Por toda a China, avisos semelhantes estão se espalhando à medida que as autoridades aumentam o controle sobre os contatos de funcionários públicos com estrangeiros. Alguns professores de jardim de infância, médicos, contratados do governo e funcionários de empresas estatais foram obrigados a entregar seus passaportes. Em algumas cidades, aposentados devem esperar dois anos para reavê-los.
Em muitas cidades, viagens ao exterior por funcionários públicos — mesmo por motivos pessoais — precisam de aprovação. Viagens de negócios para “pesquisas, intercâmbios e estudos ordinários” foram proibidas. E, na maioria das províncias, quem estudou no exterior agora está desqualificado para certos cargos públicos.

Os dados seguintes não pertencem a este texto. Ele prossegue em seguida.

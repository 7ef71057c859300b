use serde::Serialize;

// Response genérica
#[derive(Debug, Serialize)]
pub struct ApiResponse<T> {
    pub success: bool,
    #[serde(skip_serializing_if = "Option::is_none")]
    pub message: Option<String>,
    #[serde(skip_serializing_if = "Option::is_none")]
    pub data: Option<T>,
}

impl<T> ApiResponse<T> {
    pub fn success_with_message(data: T, message: impl Into<String>) -> Self {
        Self {
            success: true,
            message: Some(message.into()),
            data: Some(data),
        }
    }
}

impl ApiResponse<()> {
    pub fn message_only(message: impl Into<String>) -> Self {
        Self {
            success: true,
            message: Some(message.into()),
            data: None,
        }
    }
}
use std::sync::Arc;

use chrono::Utc;
use tracing::info;
use uuid::Uuid;

use crate::dto::api_response::ApiResponse;
use crate::dto::vehicle_dto::{
    CreateVehicleRequest, SweepResponse, UpdateVehicleRequest, VehicleFilters, VehicleResponse,
};
use crate::repositories::{Store, VehicleStore};
use crate::services::ReservationLifecycle;
use crate::state::AppState;
use crate::utils::errors::{not_found_error, AppError};

pub struct VehicleController {
    store: Arc<dyn Store>,
    lifecycle: ReservationLifecycle,
}

impl VehicleController {
    pub fn new(state: &AppState) -> Self {
        Self {
            store: state.store.clone(),
            lifecycle: state.lifecycle.clone(),
        }
    }

    pub async fn create(
        &self,
        request: CreateVehicleRequest,
    ) -> Result<ApiResponse<VehicleResponse>, AppError> {
        let vehicle = self.store.create_vehicle(&request).await?;
        info!("🚗 Vehículo {} creado ({} {})", vehicle.id, vehicle.brand, vehicle.model);

        Ok(ApiResponse::success_with_message(
            VehicleResponse::new(vehicle, Utc::now()),
            "Vehículo creado exitosamente",
        ))
    }

    pub async fn get_by_id(&self, id: Uuid) -> Result<VehicleResponse, AppError> {
        let vehicle = self
            .store
            .find_vehicle(id)
            .await?
            .ok_or_else(|| not_found_error("Vehicle", &id.to_string()))?;

        Ok(VehicleResponse::new(vehicle, Utc::now()))
    }

    pub async fn list(&self, filters: VehicleFilters) -> Result<Vec<VehicleResponse>, AppError> {
        let now = Utc::now();
        let vehicles = self.store.list_vehicles(&filters).await?;

        Ok(vehicles
            .into_iter()
            .map(|v| VehicleResponse::new(v, now))
            .collect())
    }

    pub async fn update(
        &self,
        id: Uuid,
        request: UpdateVehicleRequest,
    ) -> Result<ApiResponse<VehicleResponse>, AppError> {
        let vehicle = self
            .store
            .update_vehicle(id, &request)
            .await?
            .ok_or_else(|| not_found_error("Vehicle", &id.to_string()))?;

        if let Some(status) = request.status {
            info!("🚗 Vehículo {} marcado como '{}'", id, status.as_str());
        }

        Ok(ApiResponse::success_with_message(
            VehicleResponse::new(vehicle, Utc::now()),
            "Vehículo actualizado exitosamente",
        ))
    }

    pub async fn delete(&self, id: Uuid) -> Result<(), AppError> {
        if !self.store.delete_vehicle(id).await? {
            return Err(not_found_error("Vehicle", &id.to_string()));
        }
        info!("🗑️ Vehículo {} eliminado", id);
        Ok(())
    }

    /// Barrido manual de holds vencidos
    pub async fn check_expired_reservations(&self) -> Result<ApiResponse<SweepResponse>, AppError> {
        let checked_at = Utc::now();
        let vehicle_ids = self.lifecycle.sweep(checked_at).await?;

        if !vehicle_ids.is_empty() {
            info!("⏰ Barrido manual: {} vehículo(s) liberados", vehicle_ids.len());
        }

        let message = format!("{} reserva(s) vencida(s) liberada(s)", vehicle_ids.len());
        Ok(ApiResponse::success_with_message(
            SweepResponse {
                released: vehicle_ids.len(),
                vehicle_ids,
                checked_at,
            },
            message,
        ))
    }
}
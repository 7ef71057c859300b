//! Modelos del sistema
//!
//! Este módulo contiene los modelos de datos que mapean exactamente
//! al schema PostgreSQL.

pub mod auth;
pub mod reservation;
pub mod vehicle;
//! Repositorios
//!
//! La lógica de negocio solo conoce los traits `VehicleStore` y
//! `ReservationStore`. `PostgresRepository` es la implementación de
//! producción; `InMemoryRepository` vive en memoria del proceso.

use async_trait::async_trait;
use chrono::{DateTime, Utc};
use sqlx::PgPool;
use uuid::Uuid;

use crate::dto::reservation_dto::CreateReservationRequest;
use crate::dto::vehicle_dto::{CreateVehicleRequest, UpdateVehicleRequest, VehicleFilters};
use crate::models::reservation::{Reservation, ReservationStatus, ReservationWithVehicle};
use crate::models::vehicle::{Vehicle, VehicleStatus};
use crate::utils::errors::AppResult;

pub mod memory_repository;
pub mod reservation_repository;
pub mod vehicle_repository;

pub use memory_repository::InMemoryRepository;

#[async_trait]
pub trait VehicleStore: Send + Sync {
    async fn create_vehicle(&self, request: &CreateVehicleRequest) -> AppResult<Vehicle>;

    async fn find_vehicle(&self, id: Uuid) -> AppResult<Option<Vehicle>>;

    async fn list_vehicles(&self, filters: &VehicleFilters) -> AppResult<Vec<Vehicle>>;

    /// Actualización parcial. Un estado distinto de `reserved` limpia
    /// `reservation_end_time`.
    async fn update_vehicle(&self, id: Uuid, changes: &UpdateVehicleRequest) -> AppResult<Option<Vehicle>>;

    async fn delete_vehicle(&self, id: Uuid) -> AppResult<bool>;

    /// Escribir estado y fin de hold en una sola sentencia
    async fn set_vehicle_status(
        &self,
        id: Uuid,
        status: VehicleStatus,
        end_time: Option<DateTime<Utc>>,
    ) -> AppResult<Option<Vehicle>>;

    /// Liberar todos los holds vencidos antes de `now`; devuelve los ids liberados
    async fn release_expired_holds(&self, now: DateTime<Utc>) -> AppResult<Vec<Uuid>>;
}

#[async_trait]
pub trait ReservationStore: Send + Sync {
    async fn create_reservation(
        &self,
        request: &CreateReservationRequest,
        user_id: Option<Uuid>,
    ) -> AppResult<Reservation>;

    async fn find_reservation(&self, id: Uuid) -> AppResult<Option<Reservation>>;

    async fn list_reservations(&self) -> AppResult<Vec<ReservationWithVehicle>>;

    async fn list_reservations_for_user(&self, user_id: Uuid) -> AppResult<Vec<ReservationWithVehicle>>;

    /// Vehículos `reserved` sin ninguna reserva registrada, sea cual sea su estado
    async fn reserved_vehicles_without_reservation(&self) -> AppResult<Vec<Vehicle>>;

    /// Cambiar estado solo si la reserva sigue en `from`. `None` si no existe
    /// o si su estado ya no es `from`.
    async fn set_reservation_status(
        &self,
        id: Uuid,
        from: ReservationStatus,
        to: ReservationStatus,
        end_time: Option<DateTime<Utc>>,
    ) -> AppResult<Option<Reservation>>;

    async fn delete_reservation(&self, id: Uuid) -> AppResult<bool>;
}

/// Almacenamiento completo que consume la aplicación
pub trait Store: VehicleStore + ReservationStore {}

impl<T: VehicleStore + ReservationStore> Store for T {}

/// Repositorio PostgreSQL
#[derive(Clone)]
pub struct PostgresRepository {
    pool: PgPool,
}

impl PostgresRepository {
    pub fn new(pool: PgPool) -> Self {
        Self { pool }
    }
}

Autoridades citam diversas razões, incluindo proteger a segurança nacional, combater a corrupção e reduzir custos. No entanto, o alcance das restrições cresceu rapidamente, afetando até mesmo trabalhadores que dizem não ter acesso a informações sensíveis ou verbas públicas. O The New York Times conversou com sete funcionários públicos — entre eles, uma professora de música do ensino fundamental, uma enfermeira e uma professora de literatura — que confirmaram as restrições.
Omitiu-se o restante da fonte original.